« Plaidoyer pour l’universel » de Francis Wolff, lu par Philippe Foussier

L’avenir de l’universalisme

Philippe Foussier a lu Plaidoyer pour l’universel de Francis Wolff (Fayard, 2019). Ce livre roboratif et solidement étayé, où l’auteur affronte les détracteurs de l’humanisme universaliste dans toute leur variété, propose une analyse et des arguments pour ne pas désespérer de l’air du temps différentialiste1.

S’il ne peut prétendre à l’exhaustivité, Plaidoyer pour l’universel s’en approche en tout cas. Francis Wolff y détaille en effet à la fois toutes les caractéristiques de l’universalisme dans ses perspectives philosophiques, historiques, politiques et anthropologiques, tout en affrontant avec rigueur et méthode l’ensemble de ses détracteurs.
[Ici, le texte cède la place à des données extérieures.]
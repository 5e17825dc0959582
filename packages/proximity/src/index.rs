//! The per-category search seam and the reference linear scan.

use hdb_resale_proximity_models::{
    AmenityCategory, Coordinates, NearestAmenity, ProximityResult, YearMonth,
};

use crate::haversine;

/// A searchable view over one amenity category.
///
/// Implementations must return identical results for identical inputs:
/// records the category does not admit for `year_month` and records with
/// non-finite coordinates are ignored, the radius comparison is inclusive,
/// and the nearest amenity is the first in category order among records
/// at the minimum distance.
pub trait AmenityIndex: Send + Sync {
    /// The category this index was built from.
    fn category(&self) -> &AmenityCategory;

    /// Proximity features for a located transaction dated `year_month`.
    fn query(&self, origin: Coordinates, year_month: YearMonth) -> ProximityResult;
}

/// Compares the origin against every record in the category.
#[derive(Debug, Clone)]
pub struct LinearScan {
    category: AmenityCategory,
}

impl LinearScan {
    /// Wraps a category.
    #[must_use]
    pub const fn new(category: AmenityCategory) -> Self {
        Self { category }
    }
}

impl AmenityIndex for LinearScan {
    fn category(&self) -> &AmenityCategory {
        &self.category
    }

    fn query(&self, origin: Coordinates, year_month: YearMonth) -> ProximityResult {
        scan(&self.category, origin, year_month)
    }
}

/// Single pass over `category.records`.
pub(crate) fn scan(
    category: &AmenityCategory,
    origin: Coordinates,
    year_month: YearMonth,
) -> ProximityResult {
    let mut count: u32 = 0;
    let mut nearest: Option<(usize, f64)> = None;

    for (index, record) in category.records.iter().enumerate() {
        if !category.admits(record, year_month) {
            continue;
        }
        let Some(point) = record.coordinates() else {
            continue;
        };

        let distance = haversine::distance_km(origin, point);
        if distance.is_nan() {
            continue;
        }

        if distance <= category.radius_km {
            count += 1;
        }

        // Strict comparison keeps the earliest record on ties.
        if nearest.is_none_or(|(_, best)| distance < best) {
            nearest = Some((index, distance));
        }
    }

    assemble(category, count, nearest)
}

/// Builds a [`ProximityResult`] from a count and the `(index, distance)`
/// of the nearest eligible record.
pub(crate) fn assemble(
    category: &AmenityCategory,
    count: u32,
    nearest: Option<(usize, f64)>,
) -> ProximityResult {
    let Some((index, distance)) = nearest else {
        return ProximityResult::none_eligible();
    };

    let record = &category.records[index];

    ProximityResult {
        count_within_radius: Some(count),
        distance_to_nearest_km: Some(distance),
        nearest: Some(NearestAmenity {
            index,
            name: record.name.clone(),
            latitude: record.latitude,
            longitude: record.longitude,
        }),
    }
}
//! Great-circle distance on a spherical Earth.

use hdb_resale_proximity_models::Coordinates;

/// Mean Earth radius used for all distance features, in kilometres.
pub const EARTH_RADIUS_KM: f64 = 6371.0;

/// Great-circle distance between two points given in degrees, in
/// kilometres, using [`EARTH_RADIUS_KM`].
#[must_use]
pub fn haversine_km(lat1: f64, lon1: f64, lat2: f64, lon2: f64) -> f64 {
    haversine_with_radius(lat1, lon1, lat2, lon2, EARTH_RADIUS_KM)
}

/// Great-circle distance between two points given in degrees on a sphere
/// of `radius_km`.
///
/// The haversine term is clamped to `[0, 1]` so that rounding near
/// antipodal points cannot push `asin` out of its domain. NaN inputs give
/// a NaN distance.
#[must_use]
pub fn haversine_with_radius(lat1: f64, lon1: f64, lat2: f64, lon2: f64, radius_km: f64) -> f64 {
    let phi1 = lat1.to_radians();
    let phi2 = lat2.to_radians();
    let half_dphi = (lat2 - lat1).to_radians() / 2.0;
    let half_dlambda = (lon2 - lon1).to_radians() / 2.0;

    // Fused multiply-add would make the result depend on argument order.
    #[allow(clippy::suboptimal_flops)]
    let a = half_dphi.sin().powi(2) + phi1.cos() * phi2.cos() * half_dlambda.sin().powi(2);

    2.0 * radius_km * a.clamp(0.0, 1.0).sqrt().asin()
}

/// [`haversine_km`] between two coordinate pairs.
#[must_use]
pub fn distance_km(from: Coordinates, to: Coordinates) -> f64 {
    haversine_km(from.latitude, from.longitude, to.latitude, to.longitude)
}

#[cfg(test)]
mod tests {
    use super::*;

    const POINTS: &[(f64, f64)] = &[
        (1.3, 103.8),
        (1.35, 103.85),
        (0.0, 0.0),
        (-33.8688, 151.2093),
        (51.5074, -0.1278),
        (89.9, 179.9),
        (-90.0, -180.0),
    ];

    #[test]
    fn distance_to_self_is_zero() {
        for &(lat, lon) in POINTS {
            assert!(
                haversine_km(lat, lon, lat, lon).abs() < f64::EPSILON,
                "non-zero self distance at ({lat}, {lon})"
            );
        }
    }

    #[test]
    fn distance_is_symmetric() {
        for &(lat1, lon1) in POINTS {
            for &(lat2, lon2) in POINTS {
                let ab = haversine_km(lat1, lon1, lat2, lon2);
                let ba = haversine_km(lat2, lon2, lat1, lon1);
                assert!((ab - ba).abs() < 1e-9, "asymmetric: {ab} vs {ba}");
            }
        }
    }

    #[test]
    fn nearby_singapore_points() {
        // 0.05 degrees in both directions near the equator.
        let d = haversine_km(1.3, 103.8, 1.35, 103.85);
        assert!(d > 7.8 && d < 7.9, "unexpected distance {d}");
    }

    #[test]
    fn one_degree_of_latitude() {
        let d = haversine_km(0.0, 0.0, 1.0, 0.0);
        assert!((d - 111.195).abs() < 1e-3, "unexpected distance {d}");
    }

    #[test]
    fn antipodal_points_are_half_circumference() {
        let half = std::f64::consts::PI * EARTH_RADIUS_KM;
        let d = haversine_km(0.0, 0.0, 0.0, 180.0);
        assert!((d - half).abs() < 1e-6, "unexpected distance {d}");
        let d = haversine_km(45.0, 10.0, -45.0, -170.0);
        assert!(d.is_finite());
        assert!((d - half).abs() < 1e-6, "unexpected distance {d}");
    }

    #[test]
    fn custom_radius_scales_linearly() {
        let unit = haversine_with_radius(1.3, 103.8, 1.35, 103.85, 1.0);
        let earth = haversine_km(1.3, 103.8, 1.35, 103.85);
        assert!((unit * EARTH_RADIUS_KM - earth).abs() < 1e-9);
    }

    #[test]
    fn nan_input_gives_nan() {
        assert!(haversine_km(f64::NAN, 103.8, 1.3, 103.8).is_nan());
    }

    #[test]
    fn coordinate_form_matches_degree_form() {
        let a = Coordinates::new(1.3, 103.8);
        let b = Coordinates::new(1.35, 103.85);
        assert!((distance_km(a, b) - haversine_km(1.3, 103.8, 1.35, 103.85)).abs() < f64::EPSILON);
    }
}
// Save the label image as an 8-bit grayscale PNG (pixel value = label value).

use crate::buffer::LabelBuffer;
use crate::error::{Error, Result};
use image::GrayImage;
use std::path::Path;
use tracing::info;

/// Copy the buffer into an image; dimensions always match.
pub fn to_gray_image(buffer: &LabelBuffer) -> Result<GrayImage> {
    GrayImage::from_raw(buffer.width(), buffer.height(), buffer.as_bytes().to_vec()).ok_or(
        Error::ExportShape {
            width: buffer.width(),
            height: buffer.height(),
            len: buffer.len(),
        },
    )
}

pub fn save_png(buffer: &LabelBuffer, path: &Path) -> Result<()> {
    to_gray_image(buffer)?.save(path)?;
    info!(path = %path.display(), "label image written");
    Ok(())
}
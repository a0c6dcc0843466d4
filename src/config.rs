// Configuration for the label buffer and the demo viewer.
//
// Loading order:
// 1. TOML file (`labels.toml` by default, every field optional)
// 2. Environment overrides (`LABELS_*`)

use crate::error::{Error, Result};
use serde::Deserialize;
use std::fs;
use std::path::{Path, PathBuf};
use std::str::FromStr;

pub const DEFAULT_CONFIG_FILE: &str = "labels.toml";

#[derive(Debug, Clone, PartialEq, Deserialize)]
#[serde(default)]
pub struct LabelsConfig {
    /// Initial buffer resolution
    pub width: u32,
    pub height: u32,
    /// Value every cell takes at the start of a frame
    pub clear_value: u8,
    /// Texture name whose presence on a wall marks an exit sign
    pub exit_sign_texture: String,
    pub viewer: ViewerConfig,
    pub demo: DemoConfig,
}

#[derive(Debug, Clone, PartialEq, Deserialize)]
#[serde(default)]
pub struct ViewerConfig {
    pub title: String,
    /// Colored palette instead of grayscale
    pub colored: bool,
    pub show_boxes: bool,
}

#[derive(Debug, Clone, PartialEq, Deserialize)]
#[serde(default)]
pub struct DemoConfig {
    pub actors: usize,
    pub seed: u32,
    pub export_dir: PathBuf,
}

impl Default for LabelsConfig {
    fn default() -> Self {
        Self {
            width: 640,
            height: 480,
            clear_value: 0,
            exit_sign_texture: "EXITSIGN".to_string(),
            viewer: ViewerConfig::default(),
            demo: DemoConfig::default(),
        }
    }
}

impl Default for ViewerConfig {
    fn default() -> Self {
        Self {
            title: "Labels Buffer".to_string(),
            colored: true,
            show_boxes: true,
        }
    }
}

impl Default for DemoConfig {
    fn default() -> Self {
        Self {
            actors: 6,
            seed: 0x5eed,
            export_dir: PathBuf::from("."),
        }
    }
}

/// Load from `path`, or from `labels.toml` in the working directory if it
/// exists, or fall back to defaults. Environment overrides are applied last.
pub fn load_config(path: Option<&Path>) -> Result<LabelsConfig> {
    let mut config = match path {
        Some(path) => parse_config(&fs::read_to_string(path)?)?,
        None => {
            let default_path = Path::new(DEFAULT_CONFIG_FILE);
            if default_path.exists() {
                parse_config(&fs::read_to_string(default_path)?)?
            } else {
                LabelsConfig::default()
            }
        }
    };
    apply_overrides(&mut config, |key| std::env::var(key).ok())?;
    Ok(config)
}

pub fn parse_config(content: &str) -> Result<LabelsConfig> {
    Ok(toml::from_str(content)?)
}

/// Apply `LABELS_*` overrides; `lookup` is usually the process environment.
///
/// Supported keys:
/// - `LABELS_WIDTH` -> `width`
/// - `LABELS_HEIGHT` -> `height`
/// - `LABELS_CLEAR_VALUE` -> `clear_value`
/// - `LABELS_EXIT_SIGN_TEXTURE` -> `exit_sign_texture`
/// - `LABELS_COLORED` -> `viewer.colored`
pub fn apply_overrides<F>(config: &mut LabelsConfig, lookup: F) -> Result<()>
where
    F: Fn(&str) -> Option<String>,
{
    if let Some(value) = lookup("LABELS_WIDTH") {
        config.width = parse_value("LABELS_WIDTH", value)?;
    }
    if let Some(value) = lookup("LABELS_HEIGHT") {
        config.height = parse_value("LABELS_HEIGHT", value)?;
    }
    if let Some(value) = lookup("LABELS_CLEAR_VALUE") {
        config.clear_value = parse_value("LABELS_CLEAR_VALUE", value)?;
    }
    if let Some(value) = lookup("LABELS_EXIT_SIGN_TEXTURE") {
        config.exit_sign_texture = value;
    }
    if let Some(value) = lookup("LABELS_COLORED") {
        config.viewer.colored = parse_value("LABELS_COLORED", value)?;
    }
    Ok(())
}

fn parse_value<T: FromStr>(key: &str, value: String) -> Result<T> {
    value.trim().parse().map_err(|_| Error::ConfigOverride {
        key: key.to_string(),
        value,
    })
}
// One error type for the whole crate.
// Every variant states *where* things went wrong.
// The paint path never produces these: out-of-bounds writes, unknown sprites
// and unclassified geometry are silent no-ops.
use thiserror::Error;

#[derive(Error, Debug)]
pub enum Error {
    /// A label buffer cannot have a zero-sized side.
    #[error("Label buffer resolution must be non-zero, got {width}x{height}")]
    ZeroResolution { width: u32, height: u32 },

    /// Creating the debug window failed
    #[error("Window init error: {0}")]
    WindowInit(String),

    /// Pushing the palette image to the debug window failed
    #[error("Window update error: {0}")]
    WindowUpdate(String),

    /// Encoding or writing the PNG label image failed
    #[error("Export error: {0}")]
    Export(#[from] image::ImageError),

    /// The buffer bytes did not fit the image dimensions
    #[error("Export error: buffer of {len} bytes does not match {width}x{height}")]
    ExportShape { width: u32, height: u32, len: usize },

    #[error("I/O error: {0}")]
    Io(#[from] std::io::Error),

    /// labels.toml could not be parsed
    #[error("Config error: {0}")]
    Config(#[from] toml::de::Error),

    /// A config override carried a value of the wrong type
    #[error("Config override {key}={value} is invalid")]
    ConfigOverride { key: String, value: String },

    /// Frame report could not be encoded
    #[error("Report encoding error: {0}")]
    Json(#[from] serde_json::Error),
}

pub type Result<T> = std::result::Result<T, Error>;
// What you SEE now:
// • The label image of a small animated scene, one color per label value.
// • Walls across the middle: exit, locked door, switch, exit sign, plain.
// • Actors wandering in front; the weapon bobbing at the bottom.
// • C toggles grayscale/colored palette, B toggles bounding boxes,
//   E writes labels_NNNNN.png + labels_NNNNN.json. ESC quits.

use label_buffer::config::load_config;
use label_buffer::draw::LabelViewer;
use label_buffer::export::save_png;
use label_buffer::palette::Palette;
use label_buffer::scene::Scene;
use label_buffer::{Error, FrameReport, LabelsController, SpecialTable};
use std::path::PathBuf;
use std::time::{Duration, Instant};
use tracing::info;
use tracing_subscriber::EnvFilter;

fn main() -> Result<(), Error> {
    tracing_subscriber::fmt()
        .with_env_filter(EnvFilter::try_from_default_env().unwrap_or_else(|_| EnvFilter::new("info")))
        .init();

    /* --- Config: optional path as the first argument --- */
    let config_path = std::env::args().nth(1).map(PathBuf::from);
    let config = load_config(config_path.as_deref())?;
    let resolution = (config.width, config.height);
    info!(width = config.width, height = config.height, "starting label demo");

    /* --- Session objects: labels controller, stand-in rasterizer, window --- */
    let specials = SpecialTable::standard();
    let mut labels = LabelsController::from_config(&config, &Scene::textures())?;
    let mut scene = Scene::new(config.width, config.height, config.demo.actors, config.demo.seed);
    let mut viewer = LabelViewer::new(&config.viewer.title, config.width as usize, config.height as usize)?;

    let mut colored = config.viewer.colored;
    let mut palette = Palette::new(colored);
    let mut show_boxes = config.viewer.show_boxes;

    let mut last_fps_time = Instant::now();
    let mut frames_this_second: u32 = 0;
    let mut last_frame_time = Instant::now();
    let mut frame: u64 = 0;

    /* ------------------------------ Main loop ------------------------------ */
    while viewer.is_open() && !viewer.esc_pressed() {
        let now = Instant::now();
        let dt = (now - last_frame_time).as_secs_f32();
        last_frame_time = now;

        /* 1) Inputs */
        if viewer.c_pressed_once() {
            colored = !colored;
            palette = Palette::new(colored);
        }
        if viewer.b_pressed_once() { show_boxes = !show_boxes; }

        /* 2) Frame boundary, then "rasterize" */
        labels.begin_frame(&resolution)?;
        scene.update(dt, resolution.0, resolution.1);
        scene.render(&mut labels, &specials);

        /* 3) Consume the frame while the buffer is locked */
        labels.buffer_mut().lock();
        if viewer.e_pressed_once() {
            let stem = config.demo.export_dir.join(format!("labels_{frame:05}"));
            save_png(labels.buffer(), &stem.with_extension("png"))?;
            FrameReport::collect(&labels).write_json(&stem.with_extension("json"))?;
        }
        let snapshot = labels.snapshot();
        viewer.present(labels.buffer(), &palette, show_boxes.then_some(snapshot.as_slice()))?;
        labels.buffer_mut().unlock();

        /* 4) FPS + label count once per second */
        frame += 1;
        frames_this_second += 1;
        if now.duration_since(last_fps_time) >= Duration::from_secs(1) {
            let secs = now.duration_since(last_fps_time).as_secs_f32();
            let fps = frames_this_second as f32 / secs;
            let report = FrameReport::collect(&labels);
            info!(
                fps = (fps as f64 * 10.0).round() / 10.0,
                labels = report.labels.len(),
                actors = labels.actors().len(),
                "frame stats"
            );
            frames_this_second = 0;
            last_fps_time = now;
        }
    }

    Ok(())
}
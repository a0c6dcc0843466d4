// What this crate needs from the host rasterizer, and the records it hands us.
// The rasterizer owns projection, clipping and occlusion; we only see the
// outcome: which drawable is next, and which of its pixels are visible.

use crate::types::TextureId;
use std::collections::HashMap;

/// Current output resolution, queried once per frame.
pub trait Screen {
    fn resolution(&self) -> (u32, u32);
}

impl Screen for (u32, u32) {
    fn resolution(&self) -> (u32, u32) {
        *self
    }
}

/// Line-special metadata: is `special` a known action that takes arguments?
pub trait LineSpecials {
    fn is_parameterized(&self, special: u16) -> bool;
}

/// Name → texture id, resolved once at startup.
pub trait TextureLookup {
    fn find(&self, name: &str) -> Option<TextureId>;
}

impl TextureLookup for HashMap<String, TextureId> {
    fn find(&self, name: &str) -> Option<TextureId> {
        self.get(name).copied()
    }
}

/// Line action codes (ZDoom action special numbering) the classifier knows by name.
pub mod special {
    pub const NONE: u16 = 0;
    pub const DOOR_CLOSE: u16 = 10;
    pub const DOOR_OPEN: u16 = 11;
    pub const DOOR_RAISE: u16 = 12;
    pub const DOOR_LOCKED_RAISE: u16 = 13;
    pub const DOOR_ANIMATED: u16 = 14;
    pub const FLOOR_LOWER_BY_VALUE: u16 = 20;
    pub const CEILING_LOWER_BY_VALUE: u16 = 40;
    pub const FS_EXECUTE: u16 = 52;
    pub const PLAT_DOWN_WAIT_UP_STAY: u16 = 62;
    pub const TELEPORT: u16 = 70;
    pub const TELEPORT_NEW_MAP: u16 = 74;
    pub const TELEPORT_END_GAME: u16 = 75;
    pub const ACS_EXECUTE: u16 = 80;
    pub const ACS_LOCKED_EXECUTE: u16 = 83;
    pub const ACS_LOCKED_EXECUTE_DOOR: u16 = 85;
    pub const LIGHT_CHANGE_TO_VALUE: u16 = 112;
    pub const GENERIC_DOOR: u16 = 202;
    pub const EXIT_NORMAL: u16 = 243;
    pub const EXIT_SECRET: u16 = 244;
    pub const DOOR_CLOSE_WAIT_OPEN: u16 = 249;
}

/// Lookup table of known specials and their maximum argument count.
/// A negative count marks a special that exists but is not parameterized.
#[derive(Debug, Clone, Default)]
pub struct SpecialTable {
    max_args: HashMap<u16, i8>,
}

impl SpecialTable {
    pub fn new() -> Self {
        Self::default()
    }

    pub fn insert(&mut self, special: u16, max_args: i8) {
        self.max_args.insert(special, max_args);
    }

    /// The specials named in [`special`], with their usual argument counts.
    pub fn standard() -> Self {
        use special::*;
        let mut table = Self::new();
        for (code, args) in [
            (DOOR_CLOSE, 3),
            (DOOR_OPEN, 3),
            (DOOR_RAISE, 4),
            (DOOR_LOCKED_RAISE, 5),
            (DOOR_ANIMATED, 4),
            (FLOOR_LOWER_BY_VALUE, 3),
            (CEILING_LOWER_BY_VALUE, 3),
            (FS_EXECUTE, 4),
            (PLAT_DOWN_WAIT_UP_STAY, 3),
            (TELEPORT, 3),
            (TELEPORT_NEW_MAP, 3),
            (TELEPORT_END_GAME, 0),
            (ACS_EXECUTE, 5),
            (ACS_LOCKED_EXECUTE, 5),
            (ACS_LOCKED_EXECUTE_DOOR, 5),
            (LIGHT_CHANGE_TO_VALUE, 2),
            (GENERIC_DOOR, 5),
            (EXIT_NORMAL, 1),
            (EXIT_SECRET, 1),
            (DOOR_CLOSE_WAIT_OPEN, 4),
        ] {
            table.insert(code, args);
        }
        table
    }
}

impl LineSpecials for SpecialTable {
    fn is_parameterized(&self, special: u16) -> bool {
        self.max_args.get(&special).is_some_and(|&args| args >= 0)
    }
}

/// The action part of a wall's line definition.
#[derive(Debug, Clone, Copy, PartialEq, Eq)]
pub struct LineDef {
    pub special: u16,
}

/// Textures on the visible side of a wall: upper, middle, lower.
#[derive(Debug, Clone, Copy, PartialEq, Eq, Default)]
pub struct SideDef {
    pub textures: [Option<TextureId>; 3],
}

/// One wall segment about to be rasterized.
#[derive(Debug, Clone, Copy, PartialEq, Eq, Default)]
pub struct Segment {
    pub line: Option<LineDef>,
    pub side: Option<SideDef>,
}

impl Segment {
    pub fn with_special(special: u16) -> Self {
        Self { line: Some(LineDef { special }), side: None }
    }

    pub fn with_middle_texture(texture: TextureId) -> Self {
        Self {
            line: None,
            side: Some(SideDef { textures: [None, Some(texture), None] }),
        }
    }
}

#[cfg(test)]
mod tests {
    use super::*;

    #[test]
    fn standard_table_knows_doors_and_switches() {
        let table = SpecialTable::standard();
        assert!(table.is_parameterized(special::DOOR_OPEN));
        assert!(table.is_parameterized(special::FLOOR_LOWER_BY_VALUE));
        assert!(!table.is_parameterized(special::NONE));
        assert!(!table.is_parameterized(9999));
    }

    #[test]
    fn negative_arg_count_is_not_parameterized() {
        let mut table = SpecialTable::new();
        table.insert(300, -1);
        assert!(!table.is_parameterized(300));
    }
}
// The label image: one byte per screen pixel, row-major.
// Visual: each byte says what occupies that pixel (see `label`).

use crate::error::{Error, Result};
use tracing::debug;

pub struct LabelBuffer {
    width: u32,
    height: u32,
    pixels: Vec<u8>, // length = width * height, always
    locked: bool,    // advisory only; writes are never refused here
}

impl LabelBuffer {
    /// Allocate a buffer cleared to background.
    pub fn new(width: u32, height: u32) -> Result<Self> {
        check_resolution(width, height)?;
        Ok(Self {
            width,
            height,
            pixels: vec![0u8; width as usize * height as usize],
            locked: false,
        })
    }

    /// Reallocate when the resolution changed; old contents are discarded.
    /// Returns true when a reallocation happened.
    pub fn resize(&mut self, width: u32, height: u32) -> Result<bool> {
        check_resolution(width, height)?;
        if width == self.width && height == self.height {
            return Ok(false);
        }
        debug!(from_w = self.width, from_h = self.height, width, height, "label buffer resized");
        self.width = width;
        self.height = height;
        self.pixels = vec![0u8; width as usize * height as usize];
        Ok(true)
    }

    /// Set every cell to `value`.
    pub fn fill(&mut self, value: u8) {
        self.pixels.fill(value);
    }

    /// Out-of-bounds writes happen at clipped edges; they are dropped.
    #[inline]
    pub fn write(&mut self, x: u32, y: u32, label: u8) -> bool {
        match self.index(x, y) {
            Some(idx) => {
                self.pixels[idx] = label;
                true
            }
            None => false,
        }
    }

    #[inline]
    pub fn read(&self, x: u32, y: u32) -> Option<u8> {
        self.index(x, y).map(|idx| self.pixels[idx])
    }

    #[inline]
    fn index(&self, x: u32, y: u32) -> Option<usize> {
        if x < self.width && y < self.height {
            Some(y as usize * self.width as usize + x as usize)
        } else {
            None
        }
    }

    pub fn width(&self) -> u32 {
        self.width
    }

    pub fn height(&self) -> u32 {
        self.height
    }

    pub fn len(&self) -> usize {
        self.pixels.len()
    }

    pub fn is_empty(&self) -> bool {
        self.pixels.is_empty()
    }

    /// Flat `width * height` grid for the frame consumer.
    pub fn as_bytes(&self) -> &[u8] {
        &self.pixels
    }

    pub fn lock(&mut self) {
        self.locked = true;
    }

    pub fn unlock(&mut self) {
        self.locked = false;
    }

    pub fn is_locked(&self) -> bool {
        self.locked
    }
}

fn check_resolution(width: u32, height: u32) -> Result<()> {
    if width == 0 || height == 0 {
        return Err(Error::ZeroResolution { width, height });
    }
    Ok(())
}
// Per-pixel semantic labels for a software rasterizer.
//
// Alongside the color image, every frame gets a label image: which actor,
// the player's weapon, or which kind of special wall (exit, door, switch,
// exit sign) is visible at each pixel.

pub mod actors;
pub mod buffer;
pub mod classify;
pub mod config;
pub mod controller;
pub mod draw;
pub mod error;
pub mod export;
pub mod label;
pub mod palette;
pub mod rasterizer;
pub mod report;
pub mod scene;
pub mod sprites;
pub mod types;

pub use buffer::LabelBuffer;
pub use config::LabelsConfig;
pub use controller::{LabelsController, PaintContext};
pub use error::{Error, Result};
pub use label::{LabelKind, SegmentCategory};
pub use rasterizer::{LineSpecials, Screen, Segment, SpecialTable, TextureLookup};
pub use report::FrameReport;
pub use sprites::SpriteEntry;
pub use types::{ActorHandle, BoundingBox, SpriteHandle, TextureId};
Et ils sont légion. Le culte de la différence, cette obsession identitaire dont on aurait pu imaginer qu’après la Seconde Guerre mondiale et son application paroxystique il soit définitivement disqualifié, revient au contraire en force en ce début de troisième millénaire. Il est vrai qu’après avoir été contesté par ses adversaires réactionnaires habituels de manière continue, l’héritage des Lumières est aujourd’hui attaqué, avec parfois une vigueur plus ardente, par des représentants du camp dit progressiste qui ont inventé de nouvelles identités de genre, d’orientation sexuelle, de « race » ou de religion : « Fleurissent chaque jour, dans le champ social, politique ou philosophique, mille idées « nouvelles » revenues d’un autre âge tournant autour de la notion d’identité » (p. 12). C’est ce qui rend l’universalisme d’autant plus fragile et qui entoure le concept d’une confusion ou d’interprétations malveillantes allant croissant.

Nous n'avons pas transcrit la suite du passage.